Set 1.4 Question 34 See attachment. Work out (a) through (c). [ATTACH=full]117[/ATTACH]
a. the area of triangle is equal to area of rectangle minus the area of three right triangles A=(3,4) B=(8,5) C=(7,8} sides of rectangle are: from A to vertical side contains B, distance is 5 units (the length of rectangle) from A to vertical side contains C, distance is 4 units (the width of rectangle) area of rectangle is 5*4=20 right triangle with hypotenuse AC has an area of (4*4)/2=16/2=8 right triangle with hypotenuse AB has an area of (5*1))/2=5/2=2.5 right triangle with hypotenuse BC has an area of (3*1))/2=3/2=1.5 add all: 8+2.5+1.5=12 then area of triangle ABC is: 20-12=8 b.
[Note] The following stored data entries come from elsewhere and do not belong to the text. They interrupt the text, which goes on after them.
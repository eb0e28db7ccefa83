#![forbid(unsafe_code)]

pub mod channel;
pub mod status;
pub mod types;

pub use channel::{Signal, SignalChannel, SignalKind};
pub use status::{set_vr_status, vr_status};
pub use types::Hand;

use thiserror::Error;

/// Errors produced by the VR subsystem.
///
/// Each ordered startup step fails with a distinct message under one of these
/// variants; steady-state runtime failures surface as `Runtime`.
#[derive(Debug, Error)]
pub enum VrError {
    #[error("runtime unavailable: {0}")]
    Unavailable(String),
    #[error("graphics context error: {0}")]
    Graphics(String),
    #[error("runtime error: {0}")]
    Runtime(String),
    #[error("input error: {0}")]
    Input(String),
    #[error("render thread error: {0}")]
    Thread(String),
}

pub type VrResult<T> = Result<T, VrError>;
A=(1,3) B=(4,1) C=(10,4) horizontal distance from A to C is 9 units vertical distance from B to C is 3 units sides of rectangle are:9 and 4 area of rectangle is: 9*3=27 right triangle with hypotenuse AC has an area of (9*1)/2=9/2 right triangle with hypotenuse AB has an area of (3*2))/2=3 right triangle with hypotenuse BC has an area of (6*3))/2=9 then area of triangle ABC is: 27-(9/2+3+9)=10.5 c) using formula (1/2)(x1*y2-x2*y1 +x2*y3-x3*y2+x3*y1-x1*y3) A=(1,3)=(x1,y1) B=(4,1)=(x2,y2) C=(10,4)=(x3,y3) area of triangle ABC is: (1/2)(x1*y2-x2*y1 +x2*y3-x3*y2+x3*y1-x1*y3) =(1/2)(1*1-4*3 +4*4-10*1+10*3-1*4) =(1/2)(21) =10.5
I will post questions like this one from time to time. Due to lack of time, I don't have time to completely deep into a problem like this one but at least I have a legitimate reason: working full-time.